After that I did something very silly indeed. I was playing darts with some friends in a pub owned by the parents of one of them. As I was 17 at the time, I was on soft drinks (because I'm a good girl... honest...) but they were all of an age that they could drink. One of them was fairly well gone and was making comments about my rubbish dart playing and decided to give me a hand... Well, a foot... Placed neatly on my behind, and a swift shove as I was about to throw a dart. I went down like a sack of whatever, and apparently, according to one of my friends, there was a very loud *CRACK* as I hit the floor. I think I was too busy being in pain to notice. One of them rang my mum who came to get me, and she decided that I needed to go to hospital. An ambulance was fetched and I got bundled off for more x-rays (I'm really surprised I don't glow in the dark now).
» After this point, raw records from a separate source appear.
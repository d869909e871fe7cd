// src/message/association_update_request.rs

//! Association Update Request message implementation.

use crate::ie::{Ie, IeType};
use crate::message::{header::Header, Message, MsgType};
use std::io;

#[derive(Debug, Clone, PartialEq, Eq)]
pub struct AssociationUpdateRequest {
    pub header: Header,
    pub node_id: Ie, // M - 3GPP TS 29.244 Table 7.4.4.3-1 - IE Type 60
    pub up_function_features: Option<Ie>, // O - 3GPP TS 29.244 Table 7.4.4.3-1 - IE Type 43
    pub cp_function_features: Option<Ie>, // O - 3GPP TS 29.244 Table 7.4.4.3-1 - IE Type 89
    // TODO: [IE Type 111] PFCP Association Release Request - C - Conditional, when UP function requests CP to release association
    // TODO: [IE Type 112] Graceful Release Period - C - Conditional, when UP function requests graceful release
    // TODO: [IE Type 162] PFCPAUReq-Flags - O - Flags IE with PARPS flag for association release preparation
    // TODO: [IE Type 178] Alternative SMF IP Address - O - Multiple instances allowed (N4/N4mb only)
    // TODO: [IE Type 180] SMF Set ID - O - When MPAS feature supported and FQDN changes (N4/N4mb only)
    // TODO: [IE Type 203] Clock Drift Control Information - C - Multiple instances, Grouped IE, null length stops reporting (N4 only)
    // TODO: [IE Type 233] UE IP address Pool Information - O - Multiple instances allowed (Sxb/N4 only)
    // TODO: [IE Type 238] GTP-U Path QoS Control Information - C - Multiple instances, Grouped IE, null length stops monitoring (N4 only)
    // TODO: [IE Type 267] UE IP Address Usage Information - O - Multiple instances, Grouped IE with 7 child IEs, see Table 7.4.4.3.1-1 (Sxb/N4 only)
    pub ies: Vec<Ie>,
}

impl Message for AssociationUpdateRequest {
    fn msg_type(&self) -> MsgType {
        MsgType::AssociationUpdateRequest
    }

    fn marshal(&self) -> Vec<u8> {
        let mut data = self.header.marshal();
        data.extend_from_slice(&self.node_id.marshal());
        if let Some(ref ie) = self.up_function_features {
            data.extend_from_slice(&ie.marshal());
        }
        if let Some(ref ie) = self.cp_function_features {
            data.extend_from_slice(&ie.marshal());
        }
        for ie in &self.ies {
            data.extend_from_slice(&ie.marshal());
        }
        // Update length
        let len = (data.len() - 4) as u16;
        data[2..4].copy_from_slice(&len.to_be_bytes());
        data
    }

    fn unmarshal(buf: &[u8]) -> Result<Self, io::Error>
    where
        Self: Sized,
    {
        let header = Header::unmarshal(buf)?;
        let mut node_id = None;
        let mut up_function_features = None;
        let mut cp_function_features = None;
        let mut ies = Vec::new();

        let mut offset = header.len() as usize;
        while offset < buf.len() {
            let ie = Ie::unmarshal(&buf[offset..])?;
            let ie_len = ie.len() as usize;
            match ie.ie_type {
                IeType::NodeId => node_id = Some(ie),
                IeType::UpFunctionFeatures => up_function_features = Some(ie),
                IeType::CpFunctionFeatures => cp_function_features = Some(ie),
                _ => ies.push(ie),
            }
            offset += ie_len;
        }

        Ok(AssociationUpdateRequest {
            header,
            node_id: node_id.ok_or_else(|| {
                io::Error::new(io::ErrorKind::InvalidData, "Node ID IE not found")
            })?,
            up_function_features,
            cp_function_features,
            ies,
        })
    }

    fn seid(&self) -> Option<u64> {
        if self.header.has_seid {
            Some(self.header.seid)
        } else {
            None
        }
    }

    fn sequence(&self) -> u32 {
        self.header.sequence_number
    }

    fn set_sequence(&mut self, seq: u32) {
        self.header.sequence_number = seq;
    }

    fn find_ie(&self, ie_type: IeType) -> Option<&Ie> {
        match ie_type {
            IeType::NodeId => Some(&self.node_id),
            IeType::UpFunctionFeatures => self.up_function_features.as_ref(),
            IeType::CpFunctionFeatures => self.cp_function_features.as_ref(),
            _ => self.ies.iter().find(|ie| ie.ie_type == ie_type),
        }
    }

    fn ies(&self, ie_type: IeType) -> crate::message::IeIter<'_> {
        use crate::message::IeIter;

        match ie_type {
            IeType::NodeId => IeIter::single(Some(&self.node_id), ie_type),
            IeType::UpFunctionFeatures => IeIter::single(self.up_function_features.as_ref(), ie_type),
            IeType::CpFunctionFeatures => IeIter::single(self.cp_function_features.as_ref(), ie_type),
            _ => IeIter::generic(&self.ies, ie_type),
        }
    }

    fn all_ies(&self) -> Vec<&Ie> {
        let mut result = vec![&self.node_id];
        if let Some(ref ie) = self.up_function_features {
            result.push(ie);
        }
        if let Some(ref ie) = self.cp_function_features {
            result.push(ie);
        }
        result.extend(self.ies.iter());
        result
    }
}

impl AssociationUpdateRequest {
    /// Creates a new AssociationUpdateRequest message.
    pub fn new(
        seq: u32,
        node_id: Ie,
        up_function_features: Option<Ie>,
        cp_function_features: Option<Ie>,
        ies: Vec<Ie>,
    ) -> Self {
        let mut payload_len = node_id.len();
        if let Some(ref ie) = up_function_features {
            payload_len += ie.len();
        }
        if let Some(ref ie) = cp_function_features {
            payload_len += ie.len();
        }
        for ie in &ies {
            payload_len += ie.len();
        }

        let mut header = Header::new(MsgType::AssociationUpdateRequest, false, 0, seq);
        header.length = payload_len + (header.len() - 4);

        AssociationUpdateRequest {
            header,
            node_id,
            up_function_features,
            cp_function_features,
            ies,
        }
    }
}

/// Builder for AssociationUpdateRequest message.
#[derive(Debug)]
pub struct AssociationUpdateRequestBuilder {
    sequence: u32,
    node_id: Option<Ie>,
    up_function_features: Option<Ie>,
    cp_function_features: Option<Ie>,
    ies: Vec<Ie>,
}

impl AssociationUpdateRequestBuilder {
    /// Creates a new AssociationUpdateRequest builder.
    pub fn new(sequence: u32) -> Self {
        Self {
            sequence,
            node_id: None,
            up_function_features: None,
            cp_function_features: None,
            ies: Vec::new(),
        }
    }

    /// Sets the node ID IE (required).
    pub fn node_id(mut self, node_id: Ie) -> Self {
        self.node_id = Some(node_id);
        self
    }

    /// Sets the UP function features IE (optional).
    pub fn up_function_features(mut self, up_function_features: Ie) -> Self {
        self.up_function_features = Some(up_function_features);
        self
    }

    /// Sets the CP function features IE (optional).
    pub fn cp_function_features(mut self, cp_function_features: Ie) -> Self {
        self.cp_function_features = Some(cp_function_features);
        self
    }

    /// Adds an additional IE.
    pub fn ie(mut self, ie: Ie) -> Self {
        self.ies.push(ie);
        self
    }

    /// Adds multiple additional IEs.
    pub fn ies(mut self, mut ies: Vec<Ie>) -> Self {
        self.ies.append(&mut ies);
        self
    }

    /// Builds the AssociationUpdateRequest message.
    ///
    /// # Panics
    /// Panics if required node_id IE is not set.
    pub fn build(self) -> AssociationUpdateRequest {
        let node_id = self
            .node_id
            .expect("Node ID IE is required for AssociationUpdateRequest");

        AssociationUpdateRequest::new(
            self.sequence,
            node_id,
            self.up_function_features,
            self.cp_function_features,
            self.ies,
        )
    }

    /// Tries to build the AssociationUpdateRequest message.
    ///
    /// # Returns
    /// Returns an error if required IEs are not set.
    pub fn try_build(self) -> Result<AssociationUpdateRequest, &'static str> {
        let node_id = self
            .node_id
            .ok_or("Node ID IE is required for AssociationUpdateRequest")?;

        Ok(AssociationUpdateRequest::new(
            self.sequence,
            node_id,
            self.up_function_features,
            self.cp_function_features,
            self.ies,
        ))
    }
}

#[cfg(test)]
mod tests {
    use super::*;
    use crate::ie::node_id::NodeId;
    use std::net::Ipv4Addr;

    #[test]
    fn test_association_update_request_builder_minimal() {
        let node_id = NodeId::new_ipv4(Ipv4Addr::new(192, 168, 1, 1));
        let node_id_ie = Ie::new(IeType::NodeId, node_id.marshal());

        let request = AssociationUpdateRequestBuilder::new(12345)
            .node_id(node_id_ie.clone())
            .build();

        assert_eq!(request.sequence(), 12345);
        assert_eq!(request.seid(), None); // Association messages have no SEID
        assert_eq!(request.msg_type(), MsgType::AssociationUpdateRequest);
        assert_eq!(request.node_id, node_id_ie);
        assert!(request.up_function_features.is_none());
        assert!(request.cp_function_features.is_none());
        assert!(request.ies.is_empty());
    }

    #[test]
    fn test_association_update_request_builder_with_up_features() {
        let node_id = NodeId::new_ipv4(Ipv4Addr::new(10, 0, 0, 1));
        let node_id_ie = Ie::new(IeType::NodeId, node_id.marshal());

        let up_features_ie = Ie::new(IeType::UpFunctionFeatures, vec![0x01, 0x02, 0x03]);

        let request = AssociationUpdateRequestBuilder::new(67890)
            .node_id(node_id_ie.clone())
            .up_function_features(up_features_ie.clone())
            .build();

        assert_eq!(request.sequence(), 67890);
        assert_eq!(request.node_id, node_id_ie);
        assert_eq!(request.up_function_features, Some(up_features_ie));
        assert!(request.cp_function_features.is_none());
    }

    #[test]
    fn test_association_update_request_builder_with_cp_features() {
        let node_id = NodeId::new_ipv4(Ipv4Addr::new(172, 16, 0, 1));
        let node_id_ie = Ie::new(IeType::NodeId, node_id.marshal());

        let cp_features_ie = Ie::new(IeType::CpFunctionFeatures, vec![0x04, 0x05, 0x06]);

        let request = AssociationUpdateRequestBuilder::new(11111)
            .node_id(node_id_ie.clone())
            .cp_function_features(cp_features_ie.clone())
            .build();

        assert_eq!(request.sequence(), 11111);
        assert_eq!(request.node_id, node_id_ie);
        assert!(request.up_function_features.is_none());
        assert_eq!(request.cp_function_features, Some(cp_features_ie));
    }

    #[test]
    fn test_association_update_request_builder_with_additional_ies() {
        let node_id = NodeId::new_ipv4(Ipv4Addr::new(203, 0, 113, 1));
        let node_id_ie = Ie::new(IeType::NodeId, node_id.marshal());

        let ie1 = Ie::new(IeType::Unknown, vec![0xAA, 0xBB]);
        let ie2 = Ie::new(IeType::Unknown, vec![0xCC, 0xDD]);
        let ie3 = Ie::new(IeType::Unknown, vec![0xEE, 0xFF]);

        let request = AssociationUpdateRequestBuilder::new(22222)
            .node_id(node_id_ie.clone())
            .ie(ie1.clone())
            .ies(vec![ie2.clone(), ie3.clone()])
            .build();

        assert_eq!(request.sequence(), 22222);
        assert_eq!(request.node_id, node_id_ie);
        assert_eq!(request.ies.len(), 3);
        assert_eq!(request.ies[0], ie1);
        assert_eq!(request.ies[1], ie2);
        assert_eq!(request.ies[2], ie3);
    }

    #[test]
    fn test_association_update_request_builder_full() {
        let node_id = NodeId::new_ipv4(Ipv4Addr::new(198, 51, 100, 1));
        let node_id_ie = Ie::new(IeType::NodeId, node_id.marshal());

        let up_features_ie = Ie::new(IeType::UpFunctionFeatures, vec![0x11, 0x22]);
        let cp_features_ie = Ie::new(IeType::CpFunctionFeatures, vec![0x33, 0x44]);
        let additional_ie = Ie::new(IeType::Unknown, vec![0xFF, 0xEE, 0xDD]);

        let request = AssociationUpdateRequestBuilder::new(33333)
            .node_id(node_id_ie.clone())
            .up_function_features(up_features_ie.clone())
            .cp_function_features(cp_features_ie.clone())
            .ie(additional_ie.clone())
            .build();

        assert_eq!(request.sequence(), 33333);
        assert_eq!(request.node_id, node_id_ie);
        assert_eq!(request.up_function_features, Some(up_features_ie));
        assert_eq!(request.cp_function_features, Some(cp_features_ie));
        assert_eq!(request.ies.len(), 1);
        assert_eq!(request.ies[0], additional_ie);
    }

    #[test]
    fn test_association_update_request_builder_try_build_success() {
        let node_id = NodeId::new_ipv4(Ipv4Addr::new(192, 0, 2, 1));
        let node_id_ie = Ie::new(IeType::NodeId, node_id.marshal());

        let result = AssociationUpdateRequestBuilder::new(44444)
            .node_id(node_id_ie.clone())
            .try_build();

        assert!(result.is_ok());
        let request = result.unwrap();
        assert_eq!(request.sequence(), 44444);
        assert_eq!(request.node_id, node_id_ie);
    }

    #[test]
    fn test_association_update_request_builder_try_build_missing_node_id() {
        let result = AssociationUpdateRequestBuilder::new(55555).try_build();

        assert!(result.is_err());
        assert_eq!(
            result.unwrap_err(),
            "Node ID IE is required for AssociationUpdateRequest"
        );
    }

    #[test]
    #[should_panic(expected = "Node ID IE is required for AssociationUpdateRequest")]
    fn test_association_update_request_builder_build_panic_missing_node_id() {
        AssociationUpdateRequestBuilder::new(77777).build();
    }

    #[test]
    fn test_association_update_request_builder_roundtrip() {
        let node_id = NodeId::new_ipv4(Ipv4Addr::new(192, 168, 100, 1));
        let node_id_ie = Ie::new(IeType::NodeId, node_id.marshal());

        let up_features_ie = Ie::new(IeType::UpFunctionFeatures, vec![0xAB, 0xCD]);

        let original = AssociationUpdateRequestBuilder::new(99999)
            .node_id(node_id_ie)
            .up_function_features(up_features_ie)
            .build();

        let marshaled = original.marshal();
        let unmarshaled = AssociationUpdateRequest::unmarshal(&marshaled).unwrap();

        assert_eq!(original, unmarshaled);
    }
}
The result of the x-ray was that I had dislocated my fibula, the bone that runs from your outside ankle to the outside of your knee on my right leg. I'd popped the top out and it was bulging nicely out the side of my leg. "But you can't do that... You're supposed to break it before the top will pop out..."
Comforting words... really... But at least it wasn't broken. They decided to keep me in and send me to the hospital on the mainland to get it put back again the next day (did I mention I used to live on a Scottish island? It's a great place to grow up as a kid. So safe...). Everyone was still puzzled as to how I could have done it without breaking it, and lots of people did the double-take when I said I'd done it playing darts. It's a dangerous sport you know, darts... It should have a warning attached: "Danger: You can dislocate things you can't dislocate if you play darts with drunk people".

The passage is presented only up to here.